[Cocoa fudge-brownies]

Brownies fondants au cacao
Adapted from Alice Medrich’s Bittersweet (thank you Deb).
When I had my first bite of those insanely fudge-brownies, I felt sorry I hadn’t made them back when I first spotted them on Smitten Kitchen.
At the time, I thought it would be nice to experiment but wasn’t sure the flavour would be au rendez-vous. But I was wrong. Not only the use of cocoa powder provides the brownies with an intense chocolate taste, but it also is the secret to their amazing texture (along with the high quantity of sugar that is).
A new favourite at home!
Edit 29.04.2020
Over the past few weeks, I’ve received many requests to republish this recipe which I originally wrote about ten years ago. Ten years! I guess everyone could do with a slice of warm fudgy brownies at the moment.

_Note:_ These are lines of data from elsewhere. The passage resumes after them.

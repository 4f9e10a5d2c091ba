use std::path::PathBuf;

use thiserror::Error;

/// Persisted store artifacts exist but cannot be trusted.
///
/// A missing store is not an error anywhere in this workspace; loading one
/// that is present but inconsistent is, and is never silently ignored.
#[derive(Debug, Error)]
pub enum StoreError {
    #[error("corrupt store at {}: {reason}", path.display())]
    Corrupt { path: PathBuf, reason: String },

    #[error("store io at {}: {source}", path.display())]
    Io {
        path: PathBuf,
        #[source]
        source: std::io::Error,
    },
}

impl StoreError {
    pub fn corrupt(path: impl Into<PathBuf>, reason: impl Into<String>) -> Self {
        Self::Corrupt {
            path: path.into(),
            reason: reason.into(),
        }
    }

    pub fn io(path: impl Into<PathBuf>, source: std::io::Error) -> Self {
        Self::Io {
            path: path.into(),
            source,
        }
    }
}

/// Failure talking to an external embedding or synthesis provider.
///
/// Callers recover locally by falling back to the offline path; this never
/// escapes `embed` or `answer`.
#[derive(Debug, Error)]
pub enum ProviderError {
    #[error("missing credential for {provider}")]
    MissingCredential { provider: String },

    #[error("transport failure: {0}")]
    Transport(String),

    #[error("provider returned status {status}: {body}")]
    Status { status: u16, body: String },

    #[error("malformed provider payload: {0}")]
    MalformedResponse(String),
}

/// A single document could not be turned into text. Ingestion skips the
/// document with a warning and continues with the rest of the corpus.
#[derive(Debug, Error)]
pub enum ExtractError {
    #[error("failed to read {}: {source}", path.display())]
    Read {
        path: PathBuf,
        #[source]
        source: std::io::Error,
    },

    #[error("pdf extraction failed for {}: {reason}", path.display())]
    Pdf { path: PathBuf, reason: String },

    #[error("unsupported document type: {}", path.display())]
    Unsupported { path: PathBuf },
}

I haven’t made these in years! Instead, I’ve been baking kladdkaka , a Swedish cake, which is very similar both in terms of formula and texture; so much so that it may not count as different after all. It has become one of my go-tos, and I especially like to serve it with a vanilla anglaise and blueberry compote, which I can only urge you to try with these brownies!

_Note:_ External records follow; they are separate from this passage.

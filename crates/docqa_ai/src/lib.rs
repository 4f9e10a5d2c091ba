pub mod answer;
pub mod embed;
pub mod eval;
pub mod ingest;
pub mod provider;
pub mod similarity;
pub mod store;
pub mod synth;
use pretty_assertions::assert_eq;

use docqa_core::chunk::{split_chunks, ChunkParams};
use docqa_core::model::chunk_id;
use docqa_core::normalize::normalize_ws;

#[test]
fn normalized_single_chunk_covers_whole_text() {
    let raw = "Contoso builds secure solutions.   External\tsharing is restricted.";
    let text = normalize_ws(raw);
    let spans = split_chunks(&text, ChunkParams::new(20, 5));

    assert_eq!(spans.len(), 1);
    assert_eq!(spans[0].begin, 0);
    assert_eq!(spans[0].end, text.len());
    assert_eq!(spans[0].text, text);
}

#[test]
fn offsets_survive_whitespace_collapsing() {
    // Messy source whitespace disappears in the normalized form; offsets
    // must point into that form, not the raw input.
    let raw = "alpha   beta\n\ngamma\tdelta  epsilon";
    let text = normalize_ws(raw);
    assert_eq!(text, "alpha beta gamma delta epsilon");

    for span in split_chunks(&text, ChunkParams::new(2, 1)) {
        assert_eq!(span.text, &text[span.begin..span.end]);
    }
}

#[test]
fn every_word_lands_in_at_least_one_chunk() {
    let words: Vec<String> = (0..57).map(|i| format!("w{i}")).collect();
    let text = words.join(" ");

    for params in [
        ChunkParams::new(10, 3),
        ChunkParams::new(10, 0),
        ChunkParams::new(3, 3),
        ChunkParams::new(2, 9),
    ] {
        let spans = split_chunks(&text, params);
        assert!(!spans.is_empty());
        assert_eq!(spans[0].begin, 0);
        assert_eq!(spans.last().map(|s| s.end), Some(text.len()));

        // Concatenating deduplicated coverage reconstructs every word.
        for w in &words {
            assert!(
                spans.iter().any(|s| s.text.split(' ').any(|t| t == w)),
                "word {w} missing for params {params:?}"
            );
        }
    }
}

#[test]
fn rechunking_reproduces_identical_spans_and_ids() {
    let text = normalize_ws("one two three four five six seven eight nine ten");
    let params = ChunkParams::new(4, 2);

    let first = split_chunks(&text, params);
    let second = split_chunks(&text, params);
    assert_eq!(first, second);

    let ids_a: Vec<String> = first
        .iter()
        .map(|s| chunk_id("docs/sample.txt", s.begin))
        .collect();
    let ids_b: Vec<String> = second
        .iter()
        .map(|s| chunk_id("docs/sample.txt", s.begin))
        .collect();
    assert_eq!(ids_a, ids_b);
}

#[test]
fn large_overlap_makes_one_window_per_word() {
    let text = "a b c d e f";
    let spans = split_chunks(&text, ChunkParams::new(3, 100));
    assert_eq!(spans.len(), 6);
    for pair in spans.windows(2) {
        assert!(pair[0].begin < pair[1].begin);
    }
}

Or ice-cream that is, one can never go wrong à la mode!
Brownies fondants au cacao
Makes 16 squares.
140 g butter
280 g caster sugar
80 g cocoa powder
1/4 heaped tsp Maldon sea salt
2 large eggs
65 g plain flour
Preheat the oven to 180°C/fan 160°C. Line a 25x25cm baking tin with baking paper.
Combine the butter, sugar, cocoa, and salt in a bowl and cook over a simmering bain-marie, stirring from time to time until it forms a smooth mixture and feel hot to the touch (around 50-60°C).
Set aside to cool down slightly, then mix in the eggs one at a time, using a whisk and stirring for a good minute after each one.
Fold in the flour and spread the batter evenly into the prepared tin.
Bake for 20 minutes, or until barely set. Allow to cool on a rack, then remove the brownies from the tin and slice into squares.